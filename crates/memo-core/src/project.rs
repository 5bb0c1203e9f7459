//! Result projector: turns a stored [`Note`] into the [`DisplayModel`] a
//! front end renders.
//!
//! Projection is a pure function of the row, the active [`SearchFilter`] and
//! the [`ProjectorOptions`]. Nothing here touches the store.
//!
//! # Content preview
//!
//! The body is split on `'\n'` and every line is cut into fixed-width chunks
//! (a hard character cut, no word boundaries). The first `preview_lines`
//! chunks across the whole body form the preview; the ellipsis indicator is
//! [`Visibility::Visible`] when more chunks exist and
//! [`Visibility::Invisible`] (space kept) otherwise. An empty body shows a
//! placeholder instead and the indicator is [`Visibility::Collapsed`].

use std::fmt::Write;

use chrono::format::{Item, StrftimeItems};
use chrono::{DateTime, FixedOffset, Offset, Utc};
use serde::Serialize;

use crate::category::CategorySet;
use crate::excerpt::{locate_in_note, Excerpt, MatchLocation, DEFAULT_CONTEXT_CHARS};
use crate::query::SearchFilter;
use crate::types::{Note, NoteId};

/// Display title for notes whose stored title is empty.
pub const UNTITLED: &str = "untitled";

/// Shown in place of the preview when the body is empty.
pub const NO_CONTENT: &str = "no content";

pub const DEFAULT_WRAP_WIDTH: usize = 30;
pub const DEFAULT_PREVIEW_LINES: usize = 3;
pub const DEFAULT_UTC_OFFSET_SECS: i32 = 8 * 3600;
pub const DEFAULT_TIMESTAMP_FORMAT: &str = "%Y-%m-%d %H:%M:%S";

// ---------------------------------------------------------------------------
// Display model
// ---------------------------------------------------------------------------

/// Three-state visibility. `Invisible` keeps its layout space, `Collapsed`
/// does not.
#[derive(Debug, Clone, Copy, PartialEq, Eq, Serialize)]
#[serde(rename_all = "snake_case")]
pub enum Visibility {
    Visible,
    Invisible,
    Collapsed,
}

impl Visibility {
    pub fn is_visible(self) -> bool {
        self == Visibility::Visible
    }
}

#[derive(Debug, Clone, PartialEq, Eq, Serialize)]
pub struct ContentPreview {
    /// Up to `preview_lines` wrapped chunks. Empty for an empty body.
    pub lines: Vec<String>,
    pub ellipsis: Visibility,
    /// [`NO_CONTENT`] when the body is empty.
    pub placeholder: Option<&'static str>,
    /// Preview lines are drawn underlined; the placeholder is not.
    pub underlined: bool,
}

/// Where the keyword was found plus the highlighted snippet.
#[derive(Debug, Clone, PartialEq, Eq, Serialize)]
pub struct MatchAnnotation {
    pub location: MatchLocation,
    /// "match in title" / "match in content, line N".
    pub label: String,
    pub excerpt: Excerpt,
}

/// Everything a front end needs to draw one result row.
#[derive(Debug, Clone, PartialEq, Eq, Serialize)]
pub struct DisplayModel {
    pub id: NoteId,
    /// Stored title, or [`UNTITLED`] when it is empty.
    pub title: String,
    pub untitled: bool,
    pub preview: ContentPreview,
    pub annotation: Option<MatchAnnotation>,
    pub created: String,
    pub modified: String,
    pub category: String,
}

// ---------------------------------------------------------------------------
// Options
// ---------------------------------------------------------------------------

#[derive(Debug, Clone, PartialEq, Eq)]
pub struct ProjectorOptions {
    pub wrap_width: usize,
    pub preview_lines: usize,
    pub context_chars: usize,
    pub utc_offset: FixedOffset,
    pub timestamp_format: String,
}

impl Default for ProjectorOptions {
    fn default() -> Self {
        Self {
            wrap_width: DEFAULT_WRAP_WIDTH,
            preview_lines: DEFAULT_PREVIEW_LINES,
            context_chars: DEFAULT_CONTEXT_CHARS,
            utc_offset: FixedOffset::east_opt(DEFAULT_UTC_OFFSET_SECS).unwrap_or(Utc.fix()),
            timestamp_format: DEFAULT_TIMESTAMP_FORMAT.to_string(),
        }
    }
}

// ---------------------------------------------------------------------------
// Projector
// ---------------------------------------------------------------------------

#[derive(Debug, Clone, Default)]
pub struct ResultProjector {
    options: ProjectorOptions,
    categories: CategorySet,
}

impl ResultProjector {
    pub fn new(options: ProjectorOptions, categories: CategorySet) -> Self {
        Self { options, categories }
    }

    pub fn options(&self) -> &ProjectorOptions {
        &self.options
    }

    pub fn project(&self, note: &Note, filter: &SearchFilter) -> DisplayModel {
        let opts = &self.options;
        let untitled = note.title.is_empty();

        DisplayModel {
            id: note.id,
            title: if untitled {
                UNTITLED.to_string()
            } else {
                note.title.clone()
            },
            untitled,
            preview: preview(&note.body, opts.wrap_width, opts.preview_lines),
            annotation: filter
                .active_query()
                .and_then(|q| annotate(note, q, opts.context_chars)),
            created: format_timestamp(note.created_at, opts.utc_offset, &opts.timestamp_format),
            modified: format_timestamp(note.modified_at, opts.utc_offset, &opts.timestamp_format),
            category: note
                .category
                .clone()
                .unwrap_or_else(|| self.categories.default_label().to_string()),
        }
    }
}

fn annotate(note: &Note, query: &str, context: usize) -> Option<MatchAnnotation> {
    if note.title.is_empty() && note.body.is_empty() {
        return None;
    }
    let found = locate_in_note(&note.title, &note.body, query, context);
    let label = match found.location {
        MatchLocation::None => return None,
        MatchLocation::Title => "match in title".to_string(),
        MatchLocation::Content { line } => format!("match in content, line {line}"),
    };
    found.excerpt.map(|excerpt| MatchAnnotation {
        location: found.location,
        label,
        excerpt,
    })
}

// ---------------------------------------------------------------------------
// Pure helpers
// ---------------------------------------------------------------------------

/// Cut `line` into chunks of at most `width` characters.
///
/// An empty line yields no chunks. A `width` of 0 is treated as 1.
pub fn wrap_fixed(line: &str, width: usize) -> Vec<String> {
    let width = width.max(1);
    let chars: Vec<char> = line.chars().collect();
    chars.chunks(width).map(|c| c.iter().collect()).collect()
}

/// Build the content preview for `body`.
pub fn preview(body: &str, width: usize, max_lines: usize) -> ContentPreview {
    if body.is_empty() {
        return ContentPreview {
            lines: Vec::new(),
            ellipsis: Visibility::Collapsed,
            placeholder: Some(NO_CONTENT),
            underlined: false,
        };
    }

    let mut chunks = body.split('\n').flat_map(|line| wrap_fixed(line, width));
    let lines: Vec<String> = chunks.by_ref().take(max_lines).collect();
    let truncated = chunks.next().is_some();

    ContentPreview {
        lines,
        ellipsis: if truncated {
            Visibility::Visible
        } else {
            Visibility::Invisible
        },
        placeholder: None,
        underlined: true,
    }
}

/// Format `ts` in a fixed offset. No locale is consulted.
///
/// A format chrono cannot render falls back to [`DEFAULT_TIMESTAMP_FORMAT`]
/// instead of failing; configuration loading rejects such formats up front
/// (see [`is_valid_timestamp_format`]).
pub fn format_timestamp(ts: DateTime<Utc>, offset: FixedOffset, format: &str) -> String {
    let local = ts.with_timezone(&offset);
    let mut out = String::new();
    if write!(out, "{}", local.format(format)).is_err() {
        tracing::warn!(format, "project: unrenderable timestamp format, using default");
        out.clear();
        out.push_str(&local.format(DEFAULT_TIMESTAMP_FORMAT).to_string());
    }
    out
}

/// Whether every specifier in `format` is one chrono understands.
pub fn is_valid_timestamp_format(format: &str) -> bool {
    !StrftimeItems::new(format).any(|item| matches!(item, Item::Error))
}

// ---------------------------------------------------------------------------
// Tests
// ---------------------------------------------------------------------------

#[cfg(test)]
mod tests {
    use super::*;
    use chrono::TimeZone;
    use pretty_assertions::assert_eq;
    use rstest::rstest;

    fn note(title: &str, body: &str) -> Note {
        let ts = Utc.with_ymd_and_hms(2024, 1, 15, 16, 30, 0).unwrap();
        Note {
            id: NoteId(1),
            title: title.to_string(),
            body: body.to_string(),
            category: Some("工作".to_string()),
            created_at: ts,
            modified_at: ts,
        }
    }

    #[rstest]
    #[case("", 30, 0)]
    #[case("abc", 30, 1)]
    #[case(&"x".repeat(30), 30, 1)]
    #[case(&"x".repeat(31), 30, 2)]
    #[case(&"x".repeat(90), 30, 3)]
    #[case("abcdef", 0, 6)]
    fn wrap_chunk_counts(#[case] line: &str, #[case] width: usize, #[case] chunks: usize) {
        assert_eq!(wrap_fixed(line, width).len(), chunks);
    }

    #[test]
    fn wrap_is_a_hard_character_cut() {
        assert_eq!(wrap_fixed("hello world", 4), vec!["hell", "o wo", "rld"]);
        assert_eq!(wrap_fixed("一二三四五", 2), vec!["一二", "三四", "五"]);
    }

    #[test]
    fn four_chunks_show_three_and_ellipsis() {
        let body = "a".repeat(120);
        let p = preview(&body, 30, 3);
        assert_eq!(p.lines, vec!["a".repeat(30); 3]);
        assert_eq!(p.ellipsis, Visibility::Visible);
        assert!(p.underlined);
    }

    #[test]
    fn exactly_three_chunks_hide_but_reserve_ellipsis() {
        let p = preview("one\ntwo\nthree", 30, 3);
        assert_eq!(p.lines, vec!["one", "two", "three"]);
        assert_eq!(p.ellipsis, Visibility::Invisible);
    }

    #[test]
    fn blank_lines_produce_no_chunks() {
        let p = preview("one\n\n\ntwo\n", 30, 3);
        assert_eq!(p.lines, vec!["one", "two"]);
        assert_eq!(p.ellipsis, Visibility::Invisible);
    }

    #[test]
    fn empty_body_shows_placeholder() {
        let p = preview("", 30, 3);
        assert!(p.lines.is_empty());
        assert_eq!(p.placeholder, Some(NO_CONTENT));
        assert!(!p.underlined);
        assert_eq!(p.ellipsis, Visibility::Collapsed);
    }

    #[test]
    fn timestamps_use_fixed_offset() {
        let ts = Utc.with_ymd_and_hms(2024, 1, 15, 16, 30, 5).unwrap();
        let cst = FixedOffset::east_opt(8 * 3600).unwrap();
        assert_eq!(format_timestamp(ts, cst, DEFAULT_TIMESTAMP_FORMAT), "2024-01-16 00:30:05");
        assert_eq!(
            format_timestamp(ts, Utc.fix(), DEFAULT_TIMESTAMP_FORMAT),
            "2024-01-15 16:30:05"
        );
    }

    #[test]
    fn unrenderable_format_falls_back_to_default() {
        let ts = Utc.with_ymd_and_hms(2024, 1, 15, 16, 30, 5).unwrap();
        assert!(!is_valid_timestamp_format("%Y-%Q"));
        assert!(is_valid_timestamp_format(DEFAULT_TIMESTAMP_FORMAT));
        assert_eq!(format_timestamp(ts, Utc.fix(), "%Y-%Q"), "2024-01-15 16:30:05");
    }

    #[test]
    fn untitled_fallback_is_display_only() {
        let n = note("", "body");
        let m = ResultProjector::default().project(&n, &SearchFilter::all());
        assert_eq!(m.title, UNTITLED);
        assert!(m.untitled);
        assert_eq!(n.title, "");
    }

    #[test]
    fn missing_category_shows_default_label() {
        let mut n = note("t", "b");
        n.category = None;
        let m = ResultProjector::default().project(&n, &SearchFilter::all());
        assert_eq!(m.category, "默认");
    }

    #[test]
    fn no_query_no_annotation() {
        let m = ResultProjector::default().project(&note("Q3", "Q3"), &SearchFilter::all());
        assert_eq!(m.annotation, None);
    }

    #[test]
    fn title_match_label() {
        let filter = SearchFilter::all().with_query("Q3");
        let m = ResultProjector::default()
            .project(&note("Meeting notes for Q3 planning session", ""), &filter);
        let a = m.annotation.unwrap();
        assert_eq!(a.location, MatchLocation::Title);
        assert_eq!(a.label, "match in title");
        assert_eq!(a.excerpt.highlighted(), "Q3");
    }

    #[test]
    fn content_match_label_carries_line() {
        let filter = SearchFilter::all().with_query("bar");
        let m = ResultProjector::default().project(&note("t", "hello world\nfoo bar baz"), &filter);
        let a = m.annotation.unwrap();
        assert_eq!(a.location, MatchLocation::Content { line: 2 });
        assert_eq!(a.label, "match in content, line 2");
        assert_eq!(a.excerpt.text, "foo bar baz");
        assert_eq!((a.excerpt.highlight_start, a.excerpt.highlight_end), (4, 7));
    }

    #[test]
    fn row_without_match_has_no_annotation() {
        let filter = SearchFilter::all().with_query("absent");
        let m = ResultProjector::default().project(&note("t", "b"), &filter);
        assert_eq!(m.annotation, None);
    }

    #[test]
    fn timestamps_are_formatted_in_model() {
        let m = ResultProjector::default().project(&note("t", ""), &SearchFilter::all());
        assert_eq!(m.created, "2024-01-16 00:30:00");
        assert_eq!(m.modified, m.created);
    }
}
- - - - - - -
▸ **ABOUT THIS EXERCISE**: What lines in the listing include the string "repeat"? Copy them out.

▸ **TASK ANSWER**:
    #[case(&"x".repeat(30), 30, 1)]
    #[case(&"x".repeat(31), 30, 2)]
    #[case(&"x".repeat(90), 30, 3)]
        let body = "a".repeat(120);
        assert_eq!(p.lines, vec!["a".repeat(30); 3]);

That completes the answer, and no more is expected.